__Task requirements__. Copy every record word for word.

__Source data__.
━━━━━━━━━━━━━━━━
use crate::config::TrustedProxy;
use axum::http::{HeaderMap, HeaderName};
use std::net::IpAddr;

const X_FORWARDED_FOR: HeaderName = HeaderName::from_static("x-forwarded-for");

/// Resolves the originating client address.
///
/// The socket peer is returned unless it is a trusted proxy. In that case `X-Forwarded-For` is
/// walked right to left and the first untrusted hop wins (the left-most hop when every entry is
/// trusted). A malformed entry makes the header unusable and the peer is returned.
pub fn resolve_client_ip(
    peer: Option<IpAddr>,
    headers: &HeaderMap,
    trusted: &[TrustedProxy],
) -> Option<IpAddr> {
    let peer = peer?;
    let is_trusted = |ip: IpAddr| trusted.iter().any(|p| p.contains(ip));
    if !is_trusted(peer) {
        return Some(peer);
    }

    let hops: Option<Vec<IpAddr>> = headers
        .get_all(X_FORWARDED_FOR)
        .iter()
        .filter_map(|v| v.to_str().ok())
        .flat_map(|v| v.split(','))
        .map(|hop| hop.trim().parse::<IpAddr>().ok())
        .collect();

    let Some(hops) = hops.filter(|h| !h.is_empty()) else {
        return Some(peer);
    };
    hops.iter()
        .rev()
        .copied()
        .find(|ip| !is_trusted(*ip))
        .or_else(|| hops.first().copied())
}
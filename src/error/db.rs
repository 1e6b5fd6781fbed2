use crate::rows::SerializationError;
use thiserror::Error as ThisError;

/// Failure of a store operation after startup.
#[derive(Debug, ThisError)]
pub enum DbError {
    /// The store cannot be reached or used (includes a closed handle).
    #[error("{0}")]
    Connection(String),

    /// The result came back but could not be turned into documents.
    #[error(transparent)]
    Serialization(#[from] SerializationError),
}

impl DbError {
    pub const CLOSED: &'static str = "database handle is closed";

    pub fn closed() -> Self {
        DbError::Connection(Self::CLOSED.to_string())
    }

    pub fn is_closed(&self) -> bool {
        matches!(self, DbError::Connection(msg) if msg == Self::CLOSED)
    }
}

impl From<sqlx::Error> for DbError {
    fn from(e: sqlx::Error) -> Self {
        match e {
            sqlx::Error::PoolClosed => DbError::closed(),
            other => DbError::Connection(other.to_string()),
        }
    }
}
use crate::rows::{Scalar, SerializationError, TabularResult};
use chrono::{DateTime, NaiveDate, NaiveDateTime, NaiveTime, Utc};
use sqlx::mysql::MySqlRow;
use sqlx::{Column, Row, TypeInfo, ValueRef};

const DATETIME_FORMAT: &str = "%Y-%m-%d %H:%M:%S%.f";

/// Converts fetched rows into a `TabularResult`.
///
/// Column names come from the first row's metadata; an empty result has no columns and no rows.
pub(super) fn tabulate(rows: &[MySqlRow]) -> Result<TabularResult, SerializationError> {
    let Some(first) = rows.first() else {
        return Ok(TabularResult::new(Vec::new()));
    };
    let columns = first
        .columns()
        .iter()
        .map(|c| c.name().to_string())
        .collect();

    let mut result = TabularResult::new(columns);
    for (idx, row) in rows.iter().enumerate() {
        let cells = (0..row.len())
            .map(|col| {
                decode_cell(row, col).map_err(|e| SerializationError::Decode {
                    row: idx,
                    column: row.column(col).name().to_string(),
                    message: e.to_string(),
                })
            })
            .collect::<Result<Vec<_>, _>>()?;
        result.push_row(cells);
    }
    Ok(result)
}

/// Text-family, decimal, enum/set, JSON, binary and unrecognised columns are handed over as the
/// raw bytes the server sent, mirroring what a plain driver scan produces. Numbers, booleans
/// and temporal values are decoded.
fn decode_cell(row: &MySqlRow, idx: usize) -> Result<Scalar, sqlx::Error> {
    if row.try_get_raw(idx)?.is_null() {
        return Ok(Scalar::Null);
    }

    let type_name = row.column(idx).type_info().name();
    let unsigned = type_name.ends_with("UNSIGNED");
    let cell = match type_name.split_whitespace().next().unwrap_or(type_name) {
        "NULL" => Scalar::Null,
        "BOOLEAN" => Scalar::Bool(row.try_get::<bool, _>(idx)?),
        "TINYINT" | "SMALLINT" | "MEDIUMINT" | "INT" | "BIGINT" | "YEAR" => {
            if unsigned || type_name == "YEAR" {
                Scalar::UInt(row.try_get_unchecked::<u64, _>(idx)?)
            } else {
                Scalar::Int(row.try_get_unchecked::<i64, _>(idx)?)
            }
        }
        "FLOAT" => Scalar::Float(widen_f32(row.try_get::<f32, _>(idx)?)),
        "DOUBLE" => Scalar::Float(row.try_get::<f64, _>(idx)?),
        "DATETIME" => Scalar::Text(
            row.try_get::<NaiveDateTime, _>(idx)?
                .format(DATETIME_FORMAT)
                .to_string(),
        ),
        "TIMESTAMP" => Scalar::Text(
            row.try_get::<DateTime<Utc>, _>(idx)?
                .naive_utc()
                .format(DATETIME_FORMAT)
                .to_string(),
        ),
        "DATE" => Scalar::Text(row.try_get::<NaiveDate, _>(idx)?.format("%Y-%m-%d").to_string()),
        "TIME" => Scalar::Text(
            row.try_get::<NaiveTime, _>(idx)?
                .format("%H:%M:%S%.f")
                .to_string(),
        ),
        _ => Scalar::Bytes(row.try_get_unchecked::<Vec<u8>, _>(idx)?),
    };
    Ok(cell)
}

/// `0.1f32` should read back as `0.1`, not `0.10000000149011612`.
fn widen_f32(value: f32) -> f64 {
    value
        .to_string()
        .parse::<f64>()
        .unwrap_or_else(|_| f64::from(value))
}

#[cfg(test)]
mod tests {
    use super::*;

    #[test]
    fn widen_keeps_short_decimal_form() {
        assert!((widen_f32(0.1) - 0.1).abs() < f64::EPSILON);
        assert!((widen_f32(-2.5) + 2.5).abs() < f64::EPSILON);
    }

    #[test]
    fn empty_fetch_has_no_rows() {
        let result = tabulate(&[]).unwrap();
        assert_eq!(result.row_count(), 0);
        assert_eq!(result.columns(), Some(&[][..]));
    }
}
━━━━━━━━━━━━━━━━
__Answer__.
use crate::config::TrustedProxy;
use axum::http::{HeaderMap, HeaderName};
use std::net::IpAddr;

const X_FORWARDED_FOR: HeaderName = HeaderName::from_static("x-forwarded-for");

/// Resolves the originating client address.
///
/// The socket peer is returned unless it is a trusted proxy. In that case `X-Forwarded-For` is
/// walked right to left and the first untrusted hop wins (the left-most hop when every entry is
/// trusted). A malformed entry makes the header unusable and the peer is returned.
pub fn resolve_client_ip(
    peer: Option<IpAddr>,
    headers: &HeaderMap,
    trusted: &[TrustedProxy],
) -> Option<IpAddr> {
    let peer = peer?;
    let is_trusted = |ip: IpAddr| trusted.iter().any(|p| p.contains(ip));
    if !is_trusted(peer) {
        return Some(peer);
    }

    let hops: Option<Vec<IpAddr>> = headers
        .get_all(X_FORWARDED_FOR)
        .iter()
        .filter_map(|v| v.to_str().ok())
        .flat_map(|v| v.split(','))
        .map(|hop| hop.trim().parse::<IpAddr>().ok())
        .collect();

    let Some(hops) = hops.filter(|h| !h.is_empty()) else {
        return Some(peer);
    };
    hops.iter()
        .rev()
        .copied()
        .find(|ip| !is_trusted(*ip))
        .or_else(|| hops.first().copied())
}
filename src/error/db.rs
repository 1e6b5fd6781fbed2
use crate::rows::SerializationError;
use thiserror::Error as ThisError;

/// Failure of a store operation after startup.
#[derive(Debug, ThisError)]
pub enum DbError {
    /// The store cannot be reached or used (includes a closed handle).
    #[error("{0}")]
    Connection(String),

    /// The result came back but could not be turned into documents.
    #[error(transparent)]
    Serialization(#[from] SerializationError),
}

impl DbError {
    pub const CLOSED: &'static str = "database handle is closed";

    pub fn closed() -> Self {
        DbError::Connection(Self::CLOSED.to_string())
    }

    pub fn is_closed(&self) -> bool {
        matches!(self, DbError::Connection(msg) if msg == Self::CLOSED)
    }
}

impl From<sqlx::Error> for DbError {
    fn from(e: sqlx::Error) -> Self {
        match e {
            sqlx::Error::PoolClosed => DbError::closed(),
            other => DbError::Connection(other.to_string()),
        }
    }
}
use crate::rows::{Scalar, SerializationError, TabularResult};
use chrono::{DateTime, NaiveDate, NaiveDateTime, NaiveTime, Utc};
use sqlx::mysql::MySqlRow;
use sqlx::{Column, Row, TypeInfo, ValueRef};

const DATETIME_FORMAT: &str = "%Y-%m-%d %H:%M:%S%.f";

/// Converts fetched rows into a `TabularResult`.
///
/// Column names come from the first row's metadata; an empty result has no columns and no rows.
pub(super) fn tabulate(rows: &[MySqlRow]) -> Result<TabularResult, SerializationError> {
    let Some(first) = rows.first() else {
        return Ok(TabularResult::new(Vec::new()));
    };
    let columns = first
        .columns()
        .iter()
        .map(|c| c.name().to_string())
        .collect();

    let mut result = TabularResult::new(columns);
    for (idx, row) in rows.iter().enumerate() {
        let cells = (0..row.len())
            .map(|col| {
                decode_cell(row, col).map_err(|e| SerializationError::Decode {
                    row: idx,
                    column: row.column(col).name().to_string(),
                    message: e.to_string(),
                })
            })
            .collect::<Result<Vec<_>, _>>()?;
        result.push_row(cells);
    }
    Ok(result)
}

/// Text-family, decimal, enum/set, JSON, binary and unrecognised columns are handed over as the
/// raw bytes the server sent, mirroring what a plain driver scan produces. Numbers, booleans
/// and temporal values are decoded.
fn decode_cell(row: &MySqlRow, idx: usize) -> Result<Scalar, sqlx::Error> {
    if row.try_get_raw(idx)?.is_null() {
        return Ok(Scalar::Null);
    }

    let type_name = row.column(idx).type_info().name();
    let unsigned = type_name.ends_with("UNSIGNED");
    let cell = match type_name.split_whitespace().next().unwrap_or(type_name) {
        "NULL" => Scalar::Null,
        "BOOLEAN" => Scalar::Bool(row.try_get::<bool, _>(idx)?),
        "TINYINT" | "SMALLINT" | "MEDIUMINT" | "INT" | "BIGINT" | "YEAR" => {
            if unsigned || type_name == "YEAR" {
                Scalar::UInt(row.try_get_unchecked::<u64, _>(idx)?)
            } else {
                Scalar::Int(row.try_get_unchecked::<i64, _>(idx)?)
            }
        }
        "FLOAT" => Scalar::Float(widen_f32(row.try_get::<f32, _>(idx)?)),
        "DOUBLE" => Scalar::Float(row.try_get::<f64, _>(idx)?),
        "DATETIME" => Scalar::Text(
            row.try_get::<NaiveDateTime, _>(idx)?
                .format(DATETIME_FORMAT)
                .to_string(),
        ),
        "TIMESTAMP" => Scalar::Text(
            row.try_get::<DateTime<Utc>, _>(idx)?
                .naive_utc()
                .format(DATETIME_FORMAT)
                .to_string(),
        ),
        "DATE" => Scalar::Text(row.try_get::<NaiveDate, _>(idx)?.format("%Y-%m-%d").to_string()),
        "TIME" => Scalar::Text(
            row.try_get::<NaiveTime, _>(idx)?
                .format("%H:%M:%S%.f")
                .to_string(),
        ),
        _ => Scalar::Bytes(row.try_get_unchecked::<Vec<u8>, _>(idx)?),
    };
    Ok(cell)
}

/// `0.1f32` should read back as `0.1`, not `0.10000000149011612`.
fn widen_f32(value: f32) -> f64 {
    value
        .to_string()
        .parse::<f64>()
        .unwrap_or_else(|_| f64::from(value))
}

#[cfg(test)]
mod tests {
    use super::*;

    #[test]
    fn widen_keeps_short_decimal_form() {
        assert!((widen_f32(0.1) - 0.1).abs() < f64::EPSILON);
        assert!((widen_f32(-2.5) + 2.5).abs() < f64::EPSILON);
    }

    #[test]
    fn empty_fetch_has_no_rows() {
        let result = tabulate(&[]).unwrap();
        assert_eq!(result.row_count(), 0);
        assert_eq!(result.columns(), Some(&[][..]));
    }
}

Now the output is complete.